Teenagers believe legalization of marijuana encourages experimentation and may lead to further drug use
June 15, 2014
The legalization of marijuana for both medical and recreational use is happening in states across the nation. These changes may be affecting the way teenagers think about marijuana and other harmful substances. A new study commissioned by Rosecrance shows that the legalization of marijuana may encourage teenagers to experiment with the drug, along with other substances.
The online study, conducted by Wakefield Research among 400 U.S. teenagers ages 13-17, found that 76 percent of teens believe that with the legalization of marijuana, teenagers may be more likely to experiment with the drug. The study also found that 73 percent of teenagers believe having easier access to marijuana may accelerate teens in trying other drugs, and 61 percent said that teenagers who use marijuana are more likely to try heroin, a potentially fatal drug.
“There is a common misconception that marijuana is not an addictive substance,” said Thomas Wright, MD, the Chief Medical Officer at Rosecrance, one of the country’s leading teen substance abuse treatment centers. “Marijuana is addictive, and teenagers become addicted to substances more quickly than adults and therefore are the most vulnerable.

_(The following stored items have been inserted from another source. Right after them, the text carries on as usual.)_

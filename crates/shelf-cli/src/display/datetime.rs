//! DateTime display utilities.
//!
//! This module provides a wrapper type for formatting timestamps in a
//! consistent, human-readable format in a given time zone.

use std::fmt;

use jiff::{tz::TimeZone, Timestamp};

/// A wrapper around `Timestamp` that formats it in a time zone via the
/// `Display` trait.
///
/// # Format
///
/// The display format follows the pattern: `YYYY-MM-DD HH:MM:SS TZ`
/// - Year, month, and day are zero-padded
/// - Time is in 24-hour format with zero-padded components
/// - Timezone abbreviation is included (e.g., UTC, EST, JST)
pub struct LocalDateTime<'a> {
    timestamp: &'a Timestamp,
    time_zone: &'a TimeZone,
}

impl<'a> LocalDateTime<'a> {
    pub fn new(timestamp: &'a Timestamp, time_zone: &'a TimeZone) -> Self {
        Self {
            timestamp,
            time_zone,
        }
    }
}

impl<'a> fmt::Display for LocalDateTime<'a> {
    fn fmt(&self, f: &mut fmt::Formatter<'_>) -> fmt::Result {
        write!(
            f,
            "{}",
            self.timestamp
                .to_zoned(self.time_zone.clone())
                .strftime("%Y-%m-%d %H:%M:%S %Z")
        )
    }
}
use jiff::{tz::TimeZone, Timestamp};
use shelf_core::{clock::ManualClock, Catalog, CatalogBuilder};

/// Helper function to create a test catalog on a pinned UTC clock
pub fn create_test_catalog(start: &str) -> (Catalog, ManualClock) {
    let start: Timestamp = start.parse().expect("Failed to parse start time");
    let clock = ManualClock::new(start);
    let catalog = CatalogBuilder::new()
        .with_clock(clock.clone())
        .with_time_zone(TimeZone::UTC)
        .build();
    (catalog, clock)
}
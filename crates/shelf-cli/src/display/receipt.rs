//! Lending receipts for borrowed books.

use std::fmt;

use shelf_core::Book;

use super::DueContext;

/// One receipt per borrowed book: lending date, expected return, and the days
/// remaining or overdue. Books without a loan are skipped.
pub struct Receipts<'a> {
    books: &'a [Book],
    due: DueContext<'a>,
}

impl<'a> Receipts<'a> {
    pub fn new(books: &'a [Book], due: DueContext<'a>) -> Self {
        Self { books, due }
    }
}

impl<'a> fmt::Display for Receipts<'a> {
    fn fmt(&self, f: &mut fmt::Formatter<'_>) -> fmt::Result {
        writeln!(f, "# Lending Receipts")?;
        writeln!(f)?;

        let mut any = false;
        for book in self.books {
            let Some(loan) = book.loan() else {
                continue;
            };
            any = true;

            let overdue = loan.is_overdue(self.due.now);
            let lent_at = loan.lent_at();
            let due_at = loan.due_at();
            writeln!(f, "## {}. {}", book.id(), book.title())?;
            writeln!(f, "- Author: {}", book.author())?;
            writeln!(
                f,
                "- Status: {}",
                if overdue { "Overdue" } else { "Borrowed" }
            )?;
            writeln!(f, "- Lending Date: {}", self.due.local(&lent_at))?;
            writeln!(f, "- Expected Return: {}", self.due.local(&due_at))?;
            match loan.due_status(self.due.now, self.due.time_zone) {
                Some(status) if status.is_overdue() => {
                    writeln!(f, "- Days Overdue: {}", status.days())?;
                }
                Some(status) => writeln!(f, "- Days Remaining: {}", status.days())?,
                None => writeln!(f, "- Days Remaining: N/A")?,
            }
            writeln!(f)?;
        }

        if !any {
            writeln!(f, "No books currently borrowed.")?;
            writeln!(f, "Borrow a book to see lending receipts here.")?;
        }
        Ok(())
    }
}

There is no safe level of substance use among teenagers. Their brains are still developing, and substances can cause permanent damage.”

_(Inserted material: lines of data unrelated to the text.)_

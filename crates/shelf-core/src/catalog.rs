//! The book catalog: the single owner of all books and their mutations.
//!
//! Mutators never fail. Referring to a book that does not exist leaves the
//! catalog untouched and reports [`Change::NotFound`]; callers that want a hard
//! error can turn the outcome into one with [`Change::into_result`].

mod builder;
mod events;

use std::fmt;

pub use builder::{CatalogBuilder, SAMPLE_BOOKS};
pub use events::{CatalogEvent, CatalogObserver, LoggingObserver, SubscriptionId};
use jiff::{tz::TimeZone, Timestamp};
use log::{debug, warn};

use crate::{
    clock::Clock,
    error::{Result, ShelfError},
    filter::BookFilter,
    models::{Book, BookId, DueStatus, Loan},
};

/// Outcome of a catalog mutation.
#[derive(Debug, Clone, Copy, PartialEq, Eq)]
#[must_use]
pub enum Change {
    /// The book was modified
    Applied,

    /// The book exists but was already in the requested state
    Unchanged,

    /// No book has the given ID
    NotFound,
}

impl Change {
    pub fn is_applied(self) -> bool {
        self == Change::Applied
    }

    /// Reports a missing book as an error; otherwise whether anything changed.
    ///
    /// # Errors
    ///
    /// Returns `ShelfError::BookNotFound` for [`Change::NotFound`].
    pub fn into_result(self, id: BookId) -> Result<bool> {
        match self {
            Change::Applied => Ok(true),
            Change::Unchanged => Ok(false),
            Change::NotFound => Err(ShelfError::BookNotFound { id }),
        }
    }
}

/// Ordered, in-memory collection of books.
///
/// Built with [`CatalogBuilder`]. Insertion order is display order.
pub struct Catalog {
    books: Vec<Book>,
    next_id: u64,
    clock: Box<dyn Clock>,
    time_zone: TimeZone,
    observers: Vec<(SubscriptionId, Box<dyn CatalogObserver>)>,
    next_subscription: u64,
}

impl Catalog {
    fn new(clock: Box<dyn Clock>, time_zone: TimeZone) -> Self {
        Self {
            books: Vec::new(),
            next_id: 1,
            clock,
            time_zone,
            observers: Vec::new(),
            next_subscription: 1,
        }
    }

    /// Appends a new, available book and returns a copy of it.
    ///
    /// Titles and authors are taken as given; duplicates are allowed.
    pub fn add(&mut self, title: impl Into<String>, author: impl Into<String>) -> Book {
        let id = BookId(self.next_id);
        self.next_id += 1;

        let book = Book::new(id, title.into(), author.into());
        debug!("Added book {id}: {:?} by {:?}", book.title(), book.author());
        self.books.push(book.clone());
        self.notify(&CatalogEvent::Added(id));
        book
    }

    /// Lends a book out, due seven calendar days from now.
    ///
    /// Borrowing a book that is already out keeps its original dates. A due
    /// date outside jiff's range also leaves the book available and reports
    /// [`Change::Unchanged`].
    pub fn borrow(&mut self, id: BookId) -> Change {
        let Some(index) = self.position(id) else {
            debug!("Ignoring borrow of unknown book {id}");
            return Change::NotFound;
        };
        if self.books[index].is_borrowed() {
            debug!("Book {id} is already borrowed");
            return Change::Unchanged;
        }

        let loan = match Loan::starting_at(self.clock.now(), &self.time_zone) {
            Ok(loan) => loan,
            Err(e) => {
                warn!("Cannot compute due date for book {id}: {e}");
                return Change::Unchanged;
            }
        };
        self.books[index].lend(loan);
        debug!("Borrowed book {id}, due {}", loan.due_at());
        self.notify(&CatalogEvent::Borrowed(id));
        Change::Applied
    }

    /// Puts a borrowed book back on the shelf, clearing both loan dates.
    pub fn return_book(&mut self, id: BookId) -> Change {
        let Some(index) = self.position(id) else {
            debug!("Ignoring return of unknown book {id}");
            return Change::NotFound;
        };
        if !self.books[index].is_borrowed() {
            debug!("Book {id} is not borrowed");
            return Change::Unchanged;
        }

        self.books[index].take_back();
        debug!("Returned book {id}");
        self.notify(&CatalogEvent::Returned(id));
        Change::Applied
    }

    pub fn toggle_wishlist(&mut self, id: BookId) -> Change {
        let Some(index) = self.position(id) else {
            debug!("Ignoring wishlist toggle of unknown book {id}");
            return Change::NotFound;
        };
        let book = &mut self.books[index];
        book.toggle_wishlist();
        let in_wishlist = book.in_wishlist();
        self.notify(&CatalogEvent::WishlistToggled { id, in_wishlist });
        Change::Applied
    }

    pub fn toggle_favorite(&mut self, id: BookId) -> Change {
        let Some(index) = self.position(id) else {
            debug!("Ignoring favorite toggle of unknown book {id}");
            return Change::NotFound;
        };
        let book = &mut self.books[index];
        book.toggle_favorite();
        let favorited = book.is_favorited();
        self.notify(&CatalogEvent::FavoriteToggled { id, favorited });
        Change::Applied
    }

    pub fn get(&self, id: BookId) -> Option<&Book> {
        self.position(id).map(|index| &self.books[index])
    }

    /// Every book, in insertion order.
    pub fn all_books(&self) -> &[Book] {
        &self.books
    }

    pub fn len(&self) -> usize {
        self.books.len()
    }

    pub fn is_empty(&self) -> bool {
        self.books.is_empty()
    }

    pub fn borrowed_books(&self) -> Vec<Book> {
        self.select(Book::is_borrowed)
    }

    pub fn wishlist_books(&self) -> Vec<Book> {
        self.select(Book::in_wishlist)
    }

    pub fn favorited_books(&self) -> Vec<Book> {
        self.select(Book::is_favorited)
    }

    /// Borrowed books past their expected return date right now.
    pub fn overdue_books(&self) -> Vec<Book> {
        let now = self.clock.now();
        self.select(|book| book.is_overdue(now))
    }

    /// The search/availability view over the current catalog.
    pub fn filtered(&self, filter: &BookFilter) -> Vec<Book> {
        filter.apply(&self.books)
    }

    pub fn now(&self) -> Timestamp {
        self.clock.now()
    }

    /// Zone used for calendar arithmetic on due dates.
    pub fn time_zone(&self) -> &TimeZone {
        &self.time_zone
    }

    pub fn is_overdue(&self, book: &Book) -> bool {
        book.is_overdue(self.clock.now())
    }

    /// Days remaining or overdue for `book` at the catalog's current time.
    pub fn days_remaining(&self, book: &Book) -> Option<DueStatus> {
        book.days_remaining(self.clock.now(), &self.time_zone)
    }

    /// Registers an observer that is called after every applied mutation.
    pub fn subscribe(&mut self, observer: Box<dyn CatalogObserver>) -> SubscriptionId {
        let id = SubscriptionId(self.next_subscription);
        self.next_subscription += 1;
        self.observers.push((id, observer));
        id
    }

    /// Removes an observer. Returns `false` if it was not registered.
    pub fn unsubscribe(&mut self, id: SubscriptionId) -> bool {
        let before = self.observers.len();
        self.observers.retain(|(subscription, _)| *subscription != id);
        self.observers.len() != before
    }

    // Books are only ever appended with increasing IDs, so the list stays
    // sorted by ID.
    fn position(&self, id: BookId) -> Option<usize> {
        self.books.binary_search_by_key(&id, Book::id).ok()
    }

    fn select<F>(&self, predicate: F) -> Vec<Book>
    where
        F: Fn(&Book) -> bool,
    {
        self.books
            .iter()
            .filter(|book| predicate(book))
            .cloned()
            .collect()
    }

    fn notify(&self, event: &CatalogEvent) {
        for (_, observer) in &self.observers {
            observer.on_change(event, &self.books);
        }
    }
}

impl fmt::Debug for Catalog {
    fn fmt(&self, f: &mut fmt::Formatter<'_>) -> fmt::Result {
        f.debug_struct("Catalog")
            .field("books", &self.books)
            .field("next_id", &self.next_id)
            .field("clock", &self.clock)
            .field("time_zone", &self.time_zone)
            .field("observers_count", &self.observers.len())
            .finish()
    }
}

Teenagers need to be reminded of the danger that comes with even occasional substance use. In fact, new research published in the Journal of Neuroscience shows that casual use of marijuana can cause structural damage to the brain. Additionally, a recent study published in the Journal of the American Heart Association found that marijuana use may lead to an increased risk for heart-related complications.
“Through decades of experience working with teens, we understand that teenagers don’t want to become addicted to substances; they want to live a healthy life,” said Dr. Wright. “Teenagers want their parents to actively parent and give them the guidance and support they need, and that includes how to navigate what is happening around substances today. Parents should ask what their teens are doing, address the pressures they are facing, act immediately when they suspect their teen is in trouble, and advocate for help if their teen needs it.”
In this confusing environment, it is more important than ever that parents to talk to their teenage children about the realities of substance use. Despite what is happening today, parents need to keep addictive substances out of the hands of children, whether or not adults have legal access to them.